# WHAT YOU NEED TO DO:
Reproduce the entries from their first line up to and including the line with "pub fn new(secret: &[u8])". Leave out everything after it.

#### RECORDS SUPPLIED

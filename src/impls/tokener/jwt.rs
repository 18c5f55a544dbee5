use crate::core::ports::tokener::{Payload, Tokener};
use crate::error::Error;
use jsonwebtoken::{decode, Algorithm, DecodingKey, Validation};

pub struct JWT {
    key: DecodingKey,
}

impl JWT {
    pub fn new(secret: &[u8]) -> Self {
        Self {
            key: DecodingKey::from_secret(secret),
        }
    }
}

impl<P> Tokener<P> for JWT
where
    P: Payload,
{
    fn verify_token(&self, token: &str) -> Result<P, Error> {
        let validation = Validation::new(Algorithm::HS256);
        let payload = decode(token, &self.key, &validation)?;
        Ok(payload.claims)
    }
}
pub mod jwt;
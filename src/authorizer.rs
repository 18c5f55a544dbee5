use crate::core::ports::authorizer::Authorizer;
use crate::error::Error;
use sqlx::{query_as, PgPool};

pub struct PgAuthorizer {
    pool: PgPool,
}

impl PgAuthorizer {
    pub fn new(pool: PgPool) -> Self {
        Self { pool }
    }
}

impl Authorizer for PgAuthorizer {
    async fn can_start(&self, uid: i32, questionnaire_id: i32) -> Result<bool, Error> {
        let (granted,): (bool,) = query_as(
            "SELECT EXISTS(SELECT 1 FROM questionnaire_grants WHERE user_id = $1 AND questionnaire_id = $2)
            OR EXISTS(SELECT 1 FROM questionnaires WHERE id = $2 AND owner_id = $1)",
        )
        .bind(uid)
        .bind(questionnaire_id)
        .fetch_one(&self.pool)
        .await?;
        Ok(granted)
    }
}
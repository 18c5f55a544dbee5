use crate::core::models::option::{Opt, OptCreate};
use serde::{Deserialize, Serialize};

#[derive(Debug, Clone, Serialize, PartialEq, Eq)]
pub struct Question {
    pub id: i32,
    pub questionnaire_id: i32,
    pub index: i32,
    pub text: String,
    pub descriptive: bool,
    pub correct_option_id: Option<i32>,
    pub options: Vec<Opt>,
}

impl Question {
    pub fn has_option(&self, option_id: i32) -> bool {
        self.options.iter().any(|o| o.id == option_id)
    }
}

/// A question as shown to someone answering it, without the answer key.
#[derive(Debug, Clone, Serialize, PartialEq, Eq)]
pub struct QuestionView {
    pub id: i32,
    pub questionnaire_id: i32,
    pub index: i32,
    pub text: String,
    pub descriptive: bool,
    pub options: Vec<Opt>,
}

impl From<Question> for QuestionView {
    fn from(q: Question) -> Self {
        Self {
            id: q.id,
            questionnaire_id: q.questionnaire_id,
            index: q.index,
            text: q.text,
            descriptive: q.descriptive,
            options: q.options,
        }
    }
}

#[derive(Debug, Deserialize)]
pub struct QuestionCreate {
    pub text: String,
    #[serde(default)]
    pub descriptive: bool,
    #[serde(default)]
    pub options: Vec<OptCreate>,
    /// Position of the correct option in `options`.
    #[serde(default)]
    pub correct_option: Option<usize>,
}

#[derive(Debug, Clone)]
pub struct Insert {
    pub questionnaire_id: i32,
    pub index: i32,
    pub text: String,
    pub descriptive: bool,
}
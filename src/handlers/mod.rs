pub mod questionnaire;
pub mod submission;

use crate::core::ports::{authorizer::Authorizer, clock::Clock, repository::Manager};
use actix_web::web::{self, get, patch, post, resource, scope, ServiceConfig};

/// Registers every route. Expects `Data<SubmissionEngine<M, C>>`, `Data<M>`,
/// `Data<C>` and `Data<A>` in the app data and the JWT middleware in front.
pub fn routes<M, C, A>(cfg: &mut ServiceConfig)
where
    M: Manager + 'static,
    C: Clock + 'static,
    A: Authorizer + 'static,
{
    cfg.route("/start/{questionnaire_id}", get().to(submission::start::<M, C, A>))
        .route("/submit", post().to(submission::submit::<M, C>))
        .route("/next", post().to(submission::next::<M, C>))
        .route("/back", post().to(submission::back::<M, C>))
        .route("/end", post().to(submission::end::<M, C>))
        .route("/check_expire", post().to(submission::check_expire::<M, C>))
        .service(
            scope("/questionnaires")
                .route("", post().to(questionnaire::create::<M, C>))
                .service(
                    resource("/{questionnaire_id}")
                        .route(get().to(questionnaire::detail::<M>))
                        .route(patch().to(questionnaire::update::<M>))
                        .route(web::delete().to(questionnaire::delete::<M>)),
                )
                .route("/{questionnaire_id}/questions", get().to(questionnaire::questions::<M>))
                .route("/{questionnaire_id}/results", get().to(questionnaire::results::<M>)),
        )
        .route("/submissions/{submission_id}/answers", get().to(questionnaire::submission_answers::<M>));
}
pub mod answer;
pub mod common;
pub mod option;
pub mod question;
pub mod questionnaire;
pub mod report;
pub mod submission;
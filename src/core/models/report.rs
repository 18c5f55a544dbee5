use serde::Serialize;

#[derive(Debug, Clone, Serialize, PartialEq, Eq)]
pub struct OptionCount {
    pub option_id: i32,
    pub text: String,
    pub count: i64,
}

#[derive(Debug, Clone, Serialize, PartialEq, Eq)]
pub struct QuestionResult {
    pub question_id: i32,
    pub index: i32,
    pub text: String,
    pub descriptive: bool,
    pub answered: i64,
    pub options: Vec<OptionCount>,
    pub texts: Vec<String>,
}
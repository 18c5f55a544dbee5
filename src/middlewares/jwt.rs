use crate::context::UserInfo;
use crate::core::ports::tokener::{Payload, Tokener};
use crate::error::Error;
use crate::impls::tokener::jwt::JWT;
use actix_web::dev::{Service, ServiceRequest, Transform};
use actix_web::HttpMessage;
use futures::future::{ready, LocalBoxFuture, Ready};
use serde::{Deserialize, Serialize};
use std::rc::Rc;
use std::task::{Context, Poll};

static BEARER: &str = "Bearer ";

#[derive(Debug, Deserialize, Serialize)]
pub struct Claim {
    pub user: String,
    pub exp: i64,
}

impl Payload for Claim {
    fn user(&self) -> &str {
        &self.user
    }
}

/// Rejects requests without a valid `Authorization: Bearer` token and puts the
/// caller's [`UserInfo`] into the request extensions.
pub struct JWTMiddleware {
    secret: Vec<u8>,
}

impl JWTMiddleware {
    pub fn new(secret: Vec<u8>) -> Self {
        Self { secret }
    }
}

impl<S> Transform<S, ServiceRequest> for JWTMiddleware
where
    S: Service<ServiceRequest, Error = actix_web::Error> + 'static,
    S::Future: 'static,
    S::Response: 'static,
{
    type Error = actix_web::Error;
    type Response = S::Response;
    type Transform = JWTService<S>;
    type InitError = ();
    type Future = Ready<Result<Self::Transform, Self::InitError>>;
    fn new_transform(&self, service: S) -> Self::Future {
        ready(Ok(JWTService {
            tokener: Rc::new(JWT::new(&self.secret)),
            next_service: service,
        }))
    }
}

pub struct JWTService<S> {
    tokener: Rc<JWT>,
    next_service: S,
}

impl<S> JWTService<S> {
    fn identify(&self, req: &ServiceRequest) -> Result<UserInfo, Error> {
        let header = req.headers().get("Authorization").ok_or(Error::Unauthorized)?;
        let token = header.to_str().map_err(|_| Error::Unauthorized)?;
        let token = token.strip_prefix(BEARER).ok_or(Error::Unauthorized)?;
        let claim: Claim = self.tokener.verify_token(token)?;
        let id = claim.user().parse::<i32>().map_err(|_| Error::Unauthorized)?;
        Ok(UserInfo { id })
    }
}

impl<S> Service<ServiceRequest> for JWTService<S>
where
    S: Service<ServiceRequest, Error = actix_web::Error>,
    S::Future: 'static,
    S::Response: 'static,
{
    type Response = S::Response;
    type Error = actix_web::Error;
    type Future = LocalBoxFuture<'static, Result<Self::Response, Self::Error>>;
    fn poll_ready(&self, ctx: &mut Context<'_>) -> Poll<Result<(), Self::Error>> {
        self.next_service.poll_ready(ctx)
    }

    fn call(&self, req: ServiceRequest) -> Self::Future {
        match self.identify(&req) {
            Ok(user) => {
                req.extensions_mut().insert(user);
                Box::pin(self.next_service.call(req))
            }
            Err(e) => Box::pin(ready(Err(e.into()))),
        }
    }
}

########

# EXERCISE RESULT:
filename src/impls/tokener/jwt.rs
repository 18c5f55a544dbee5
use crate::core::ports::tokener::{Payload, Tokener};
use crate::error::Error;
use jsonwebtoken::{decode, Algorithm, DecodingKey, Validation};

pub struct JWT {
    key: DecodingKey,
}

impl JWT {
    pub fn new(secret: &[u8]) -> Self {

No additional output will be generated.